§ **Problem requirements**:
The response should hold each line from the entries below where "supervisor" is found.

§ **Stored data**:
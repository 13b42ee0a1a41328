//! smsgate - SMS gateway daemons
//!
//! A supervisor keeps one worker process per phone line alive, plus a sender
//! for scheduled messages and a webhook dispatcher. Phone workers talk to
//! their carrier through pluggable adapters.

pub mod adapter;
pub mod channel;
pub mod config;
pub mod daemon;
pub mod error;
pub mod health;
pub mod number;
pub mod phone;
pub mod pidfile;
pub mod registry;
pub mod sender;
pub mod store;
pub mod supervisor;
pub mod test_adapter;
pub mod webhook;

pub use error::{Error, Result};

§ **Answer space**:
//! A supervisor keeps one worker process per phone line alive, plus a sender
pub mod supervisor;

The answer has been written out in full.